In an administrative position, my job revolves around answering questions and problem-solving. I am sort of the 'go to' person; if I can't resolve the problem, I try to find out how I can facilitate and get it resolved. Every day is a challenge."
The aspect Walters enjoys most about her job is her interaction with the different investigators, and facilitating their needs to help the center run better. She also really enjoys working with budgets. "That's the part of the job that has a very organized fashion to it which I like; it has a start and a finish," comments Walters, "It provides a nice balance to the problem-solving and various questions I deal with."

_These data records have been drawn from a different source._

//! Tri-level health rollup over the browser pool, the storage directory,
//! and the run backlog.

use crate::browser_pool::BrowserPool;
use crate::config::EngineConfig;
use crate::metrics::Metrics;
use crate::utils::read_process_rss_bytes;
use std::sync::atomic::{AtomicUsize, Ordering};
use std::sync::Arc;
use std::time::Instant;
use tracing::{error, info, warn};

#[derive(Debug, Clone, Copy, PartialEq, Eq)]
pub enum HealthLevel {
    Healthy,
    Warning,
    Critical,
}

#[derive(Debug, Clone)]
pub struct HealthStatus {
    pub overall: HealthLevel,
    pub browser_pool: HealthLevel,
    pub storage: HealthLevel,
    pub queue: HealthLevel,
    pub timestamp: std::time::SystemTime,
}

#[derive(Debug, Clone)]
pub struct HealthThresholds {
    pub min_available_browsers: usize,
    pub max_memory_usage: u64,
    pub max_pending_runs: usize,
}

impl Default for HealthThresholds {
    fn default() -> Self {
        Self {
            min_available_browsers: 1,
            max_memory_usage: 1024 * 1024 * 1024,
            max_pending_runs: 50,
        }
    }
}

/// Checks browser-pool health, storage-directory writability, and
/// run-backlog size rolled into one overall level.
pub struct SystemHealthChecker {
    browser_pool: Arc<BrowserPool>,
    storage_base_dir: std::path::PathBuf,
    thresholds: HealthThresholds,
    pending_runs: Arc<AtomicUsize>,
    last_check: Option<Instant>,
    metrics: Arc<Metrics>,
}

impl SystemHealthChecker {
    pub fn new(browser_pool: Arc<BrowserPool>, config: &EngineConfig, metrics: Arc<Metrics>) -> Self {
        Self {
            browser_pool,
            storage_base_dir: config.storage_base_dir.clone(),
            thresholds: HealthThresholds::default(),
            pending_runs: Arc::new(AtomicUsize::new(0)),
            last_check: None,
            metrics,
        }
    }

    pub async fn check_system_health(&mut self) -> HealthStatus {
        let start = Instant::now();

        let browser_health = self.check_browser_pool_health().await;
        let storage_health = self.check_storage_health().await;
        let memory_health = self.check_memory_health();
        let queue_health = self.check_queue_health();

        let overall = determine_overall(&[browser_health, storage_health, memory_health, queue_health]);
        self.last_check = Some(start);

        info!(elapsed_ms = start.elapsed().as_millis() as u64, ?overall, "health check completed");

        HealthStatus {
            overall,
            browser_pool: browser_health,
            storage: storage_health,
            queue: queue_health,
            timestamp: std::time::SystemTime::now(),
        }
    }

    async fn check_browser_pool_health(&self) -> HealthLevel {
        let stats = self.browser_pool.get_stats().await;

        if stats.healthy_instances < self.thresholds.min_available_browsers {
            warn!(healthy = stats.healthy_instances, "browser pool health critical: too few healthy instances");
            return HealthLevel::Critical;
        }

        let failure_rate = if stats.total_instances > 0 {
            stats.failed_instances as f64 / stats.total_instances as f64
        } else {
            0.0
        };

        if failure_rate > 0.5 {
            error!(failure_rate, "browser pool health critical: high failure rate");
            HealthLevel::Critical
        } else if failure_rate > 0.2 {
            warn!(failure_rate, "browser pool health warning: elevated failure rate");
            HealthLevel::Warning
        } else {
            HealthLevel::Healthy
        }
    }

    async fn check_storage_health(&self) -> HealthLevel {
        check_storage_writable(&self.storage_base_dir).await
    }

    fn check_memory_health(&self) -> HealthLevel {
        match read_process_rss_bytes() {
            Some(rss) => {
                self.metrics.record_memory_usage(rss);
                if rss > self.thresholds.max_memory_usage {
                    error!(rss_bytes = rss, "memory health critical: usage over threshold");
                    HealthLevel::Critical
                } else if rss > self.thresholds.max_memory_usage * 8 / 10 {
                    warn!(rss_bytes = rss, "memory health warning: usage elevated");
                    HealthLevel::Warning
                } else {
                    HealthLevel::Healthy
                }
            }
            None => HealthLevel::Healthy,
        }
    }

    fn check_queue_health(&self) -> HealthLevel {
        let pending = self.pending_runs.load(Ordering::SeqCst);
        if pending > self.thresholds.max_pending_runs {
            error!(pending, "queue health critical: run backlog too large");
            HealthLevel::Critical
        } else if pending > self.thresholds.max_pending_runs / 2 {
            warn!(pending, "queue health warning: run backlog building up");
            HealthLevel::Warning
        } else {
            HealthLevel::Healthy
        }
    }
}

async fn check_storage_writable(base_dir: &std::path::Path) -> HealthLevel {
    let probe = base_dir.join(".health-probe");
    match tokio::fs::create_dir_all(base_dir).await {
        Ok(()) => match tokio::fs::write(&probe, b"ok").await {
            Ok(()) => {
                let _ = tokio::fs::remove_file(&probe).await;
                HealthLevel::Healthy
            }
            Err(e) => {
                error!(error = %e, "storage health critical: base directory not writable");
                HealthLevel::Critical
            }
        },
        Err(e) => {
            error!(error = %e, "storage health critical: base directory not creatable");
            HealthLevel::Critical
        }
    }
}

fn determine_overall(levels: &[HealthLevel]) -> HealthLevel {
    if levels.contains(&HealthLevel::Critical) {
        HealthLevel::Critical
    } else if levels.contains(&HealthLevel::Warning) {
        HealthLevel::Warning
    } else {
        HealthLevel::Healthy
    }
}

#[cfg(test)]
mod tests {
    use super::*;

    #[tokio::test]
    async fn storage_health_fails_when_base_dir_is_unwritable() {
        let tmp = std::env::temp_dir().join(format!(
            "smoke-oracle-health-test-{}",
            crate::utils::generate_id("file")
        ));
        std::fs::write(&tmp, b"not a directory").unwrap();

        let level = check_storage_writable(&tmp.join("nested")).await;
        assert_eq!(level, HealthLevel::Critical);

        let _ = std::fs::remove_file(&tmp);
    }

    #[test]
    fn overall_health_takes_the_worst_tier() {
        assert_eq!(
            determine_overall(&[HealthLevel::Healthy, HealthLevel::Warning, HealthLevel::Healthy]),
            HealthLevel::Warning
        );
        assert_eq!(
            determine_overall(&[HealthLevel::Critical, HealthLevel::Healthy]),
            HealthLevel::Critical
        );
    }
}
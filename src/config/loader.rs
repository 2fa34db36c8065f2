//! Configuration loading from disk and the process environment.

use std::fs;
use std::path::Path;
use std::str::FromStr;
use thiserror::Error;

use crate::config::schema::{Secret, ServiceConfig};
use crate::config::validation::{validate_config, ValidationError};

/// Error type for configuration loading.
#[derive(Debug, Error)]
pub enum ConfigError {
    #[error("IO error: {0}")]
    Io(#[from] std::io::Error),

    #[error("Parse error: {0}")]
    Parse(#[from] toml::de::Error),

    #[error("Invalid value for {var}: {message}")]
    Env { var: &'static str, message: String },

    #[error("Validation failed: {}", join_errors(.0))]
    Validation(Vec<ValidationError>),
}

fn join_errors(errors: &[ValidationError]) -> String {
    errors
        .iter()
        .map(ToString::to_string)
        .collect::<Vec<_>>()
        .join(", ")
}

/// Load configuration from an optional TOML file, then the environment.
///
/// A `.env` file in the working directory is read first; variables already
/// present in the process environment win over it.
pub fn load_config(path: Option<&Path>) -> Result<ServiceConfig, ConfigError> {
    if let Ok(dotenv_path) = dotenvy::dotenv() {
        tracing::debug!(path = %dotenv_path.display(), "Loaded .env file");
    }
    load_config_with(path, |var| std::env::var(var).ok())
}

/// Same as [`load_config`] with an injectable variable lookup.
pub fn load_config_with<F>(path: Option<&Path>, lookup: F) -> Result<ServiceConfig, ConfigError>
where
    F: Fn(&str) -> Option<String>,
{
    let mut config = match path {
        Some(path) => {
            let content = fs::read_to_string(path)?;
            toml::from_str(&content)?
        }
        None => ServiceConfig::default(),
    };

    apply_env(&mut config, &lookup)?;
    validate_config(&config).map_err(ConfigError::Validation)?;

    Ok(config)
}

fn apply_env<F>(config: &mut ServiceConfig, lookup: &F) -> Result<(), ConfigError>
where
    F: Fn(&str) -> Option<String>,
{
    let get = |var: &str| lookup(var).filter(|v| !v.trim().is_empty());

    // server
    if let Some(v) = parse_var(lookup, "PORT")? {
        config.server.port = v;
    }
    if let Some(v) = parse_var(lookup, "REQUEST_TIMEOUT_SECS")? {
        config.server.request_timeout_secs = v;
    }

    // chain
    if let Some(v) = get("ETH_NETWORK") {
        config.chain.network = v;
    }
    if let Some(v) = get("INFURA_API_KEY") {
        config.chain.infura_api_key = Secret::new(v);
    }
    if let Some(v) = get("ETH_RPC_URL") {
        config.chain.rpc_url = Some(v);
    }
    if let Some(v) = parse_var(lookup, "CHAIN_ID")? {
        config.chain.chain_id = v;
    }
    if let Some(v) = parse_var(lookup, "RPC_TIMEOUT_SECS")? {
        config.chain.rpc_timeout_secs = v;
    }
    if let Some(v) = parse_var(lookup, "RECEIPT_POLL_INTERVAL_MS")? {
        config.chain.poll_interval_ms = v;
    }
    if let Some(v) = parse_var(lookup, "CONFIRMATION_TIMEOUT_SECS")? {
        config.chain.confirmation_timeout_secs = v;
    }

    // layer-2
    if let Some(v) = get("PUBLIC_API_URL") {
        config.imx.public_api_url = v;
    }
    if let Some(v) = get("STARK_CONTRACT_ADDRESS") {
        config.imx.stark_contract_address = v;
    }
    if let Some(v) = get("REGISTRATION_ADDRESS") {
        config.imx.registration_address = v;
    }
    if let Some(v) = parse_var(lookup, "GAS_LIMIT")? {
        config.imx.gas_limit = Some(v);
    }
    if let Some(v) = parse_var(lookup, "GAS_PRICE")? {
        config.imx.gas_price = Some(v);
    }

    // accounts
    if let Some(v) = get("REGISTER_USER") {
        config.accounts.register_user_key = Secret::new(v);
    }
    if let Some(v) = get("REGISTER_USER_STARK_KEY") {
        config.accounts.register_user_stark_key = v;
    }
    if let Some(v) = get("OWNER_PRIVATE_KEY") {
        config.accounts.owner_private_key = Secret::new(v);
    }
    if let Some(v) = get("OWNER_STARK_KEY") {
        config.accounts.owner_stark_key = v;
    }

    // mint
    if let Some(v) = get("TOKEN_ADDRESS") {
        config.mint.token_address = v;
    }
    if let Some(v) = parse_var(lookup, "tokenId")? {
        config.mint.base_token_id = v;
    }
    if let Some(v) = parse_var(lookup, "BULK_MINT_MAX")? {
        config.mint.bulk_mint_max = v;
    }
    if let Some(v) = get("MINT_BLUEPRINT") {
        config.mint.blueprint = v;
    }
    if let Some(v) = get("MINT_RECIPIENT") {
        config.mint.default_wallet = v;
    }
    if let Some(v) = parse_var(lookup, "MINT_COUNT")? {
        config.mint.default_count = v;
    }

    // observability
    if let Some(v) = get("LOG_LEVEL") {
        config.observability.log_level = v;
    }
    if let Some(v) = parse_var(lookup, "METRICS_ENABLED")? {
        config.observability.metrics_enabled = v;
    }
    if let Some(v) = get("METRICS_ADDRESS") {
        config.observability.metrics_address = v;
    }

    Ok(())
}

fn parse_var<T, F>(lookup: &F, var: &'static str) -> Result<Option<T>, ConfigError>
where
    T: FromStr,
    T::Err: std::fmt::Display,
    F: Fn(&str) -> Option<String>,
{
    match lookup(var) {
        Some(raw) if !raw.trim().is_empty() => raw
            .trim()
            .parse()
            .map(Some)
            .map_err(|e: T::Err| ConfigError::Env {
                var,
                message: format!("'{}': {}", raw, e),
            }),
        _ => Ok(None),
    }
}
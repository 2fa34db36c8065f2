//! In-memory layer-2 double for flow tests.

use alloy::primitives::Address;
use async_trait::async_trait;
use serde_json::json;
use std::sync::atomic::{AtomicU32, Ordering};
use std::sync::Mutex;

use crate::imx::client::Layer2;
use crate::imx::error::{Layer2Error, Layer2Result};
use crate::imx::types::{MintRequest, RegistrationResult, UserRecord};

/// How `get_user` answers.
#[derive(Debug, Clone, Copy)]
pub(crate) enum Lookup {
    Found,
    NotFound,
    Unavailable,
}

pub(crate) struct FakeLayer2 {
    address: Address,
    lookup: Lookup,
    registration_tx: Option<String>,
    mint_fails: bool,
    minted: Mutex<Vec<MintRequest>>,
    pub(crate) get_user_calls: AtomicU32,
    pub(crate) register_calls: AtomicU32,
    pub(crate) mint_calls: AtomicU32,
}

impl FakeLayer2 {
    /// `registration_tx == None` makes `register_imx` fail.
    pub(crate) fn new(lookup: Lookup, registration_tx: Option<String>) -> Self {
        Self {
            address: "0xf39fd6e51aad88f6f4ce6ab8827279cfffb92266".parse().unwrap(),
            lookup,
            registration_tx,
            mint_fails: false,
            minted: Mutex::new(Vec::new()),
            get_user_calls: AtomicU32::new(0),
            register_calls: AtomicU32::new(0),
            mint_calls: AtomicU32::new(0),
        }
    }

    pub(crate) fn failing_mint(mut self) -> Self {
        self.mint_fails = true;
        self
    }

    pub(crate) fn minted(&self) -> Vec<MintRequest> {
        self.minted.lock().unwrap().clone()
    }

    pub(crate) fn total_calls(&self) -> u32 {
        self.get_user_calls.load(Ordering::SeqCst)
            + self.register_calls.load(Ordering::SeqCst)
            + self.mint_calls.load(Ordering::SeqCst)
    }
}

#[async_trait]
impl Layer2 for FakeLayer2 {
    fn address(&self) -> Address {
        self.address
    }

    fn stark_public_key(&self) -> &str {
        "0x0f"
    }

    async fn get_user(&self, _user: Address) -> Layer2Result<UserRecord> {
        self.get_user_calls.fetch_add(1, Ordering::SeqCst);
        match self.lookup {
            Lookup::Found => Ok(UserRecord {
                accounts: vec!["0x0f".to_string()],
            }),
            Lookup::NotFound => Err(Layer2Error::NotFound("user".to_string())),
            Lookup::Unavailable => Err(Layer2Error::Transport("connection reset".to_string())),
        }
    }

    async fn register_imx(
        &self,
        _ether_key: Address,
        _stark_key: &str,
    ) -> Layer2Result<RegistrationResult> {
        self.register_calls.fetch_add(1, Ordering::SeqCst);
        match &self.registration_tx {
            Some(tx_hash) => Ok(RegistrationResult {
                tx_hash: tx_hash.clone(),
            }),
            None => Err(Layer2Error::Api {
                status: 400,
                message: "invalid signature".to_string(),
            }),
        }
    }

    async fn mint_v2(&self, requests: &[MintRequest]) -> Layer2Result<serde_json::Value> {
        self.mint_calls.fetch_add(1, Ordering::SeqCst);
        if self.mint_fails {
            return Err(Layer2Error::Api {
                status: 500,
                message: "mint backend down".to_string(),
            });
        }
        self.minted.lock().unwrap().extend_from_slice(requests);

        let result: Vec<_> = requests
            .iter()
            .flat_map(|r| {
                r.users.iter().flat_map(move |u| {
                    u.tokens.iter().map(move |t| {
                        json!({
                            "contract_address": r.contract_address,
                            "token_id": t.id,
                            "tx_id": 1,
                        })
                    })
                })
            })
            .collect();
        Ok(json!({ "result": result }))
    }
}
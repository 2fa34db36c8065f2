//! Layer-2 (ImmutableX) platform integration.
//!
//! # Data Flow
//! ```text
//! ImxClientParams (API URL, contracts, gas, private key, stark key)
//!     → LazyLayer2 (built on first use, shared afterwards)
//!     → ImxClient
//!         → REST API (users, signable registration, mints)
//!         → registration contract (isRegistered, registerUser)
//! ```

pub mod client;
pub mod error;
pub mod signing;
pub mod types;

pub use client::{ImxClient, ImxClientParams, LazyLayer2, Layer2, Layer2Handle};
pub use error::{Layer2Error, Layer2Result};
pub use types::{MintRequest, MintToken, MintUser, RegistrationResult, UserRecord};

#[cfg(test)]
pub(crate) mod testing;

When not working, Walters maintains a very active lifestyle. She has been practicing yoga for over five years, and is on a Master's Women's crew team. "It's really nice to feel that team spirit, and have that balance of being part of a team," says Walters. She also enjoys gardening and running.
Although Walters has been with the ADRC for only 17 years, she has been working at the UW for over 30 years, and is retiring soon. When asked what she will take with her from her experiences here at the UW ADRC, Walters states "I hope I have had a impact at the ADRC; in helping investigators through the grant process and applications I have been involved with, and helping receive money for ongoing Alzheimer's research."
Over the years, Walters has put countless hours and enormous energy into the ADRC, and is one reason that the center has been so successful. Former ADRC director, Dr. George Martin states "Marie was my loyal secretary for more than a quarter of a century. She was there at the birth of our ADRC, and has helped implement numerous initiatives. Giving her up to Murray Raskind when I stepped down as director meant the loss of my star assistant, but it was the right thing to do for both Marie and the Center, as evidenced by the present vigorous state of ADRC."
Dr. Murray Raskind, ADRC director, concurs, "Marie is simply 'the best'. There is no problem too big or complex for her to spin her magic and find a solution - keeping everybody cheerful while she does it! She has won the confidence and respect of people both within the university and the greater Puget Sound community who have worked with her in the struggle against Alzheimer's disease." Dr. Linda Teri, director of the ADRC Education and Information Transfer Core, adds, "Marie has managed an exceedingly complex grant with great professional and personal skill. Much of our success is attributable to her hard work. We will miss her greatly."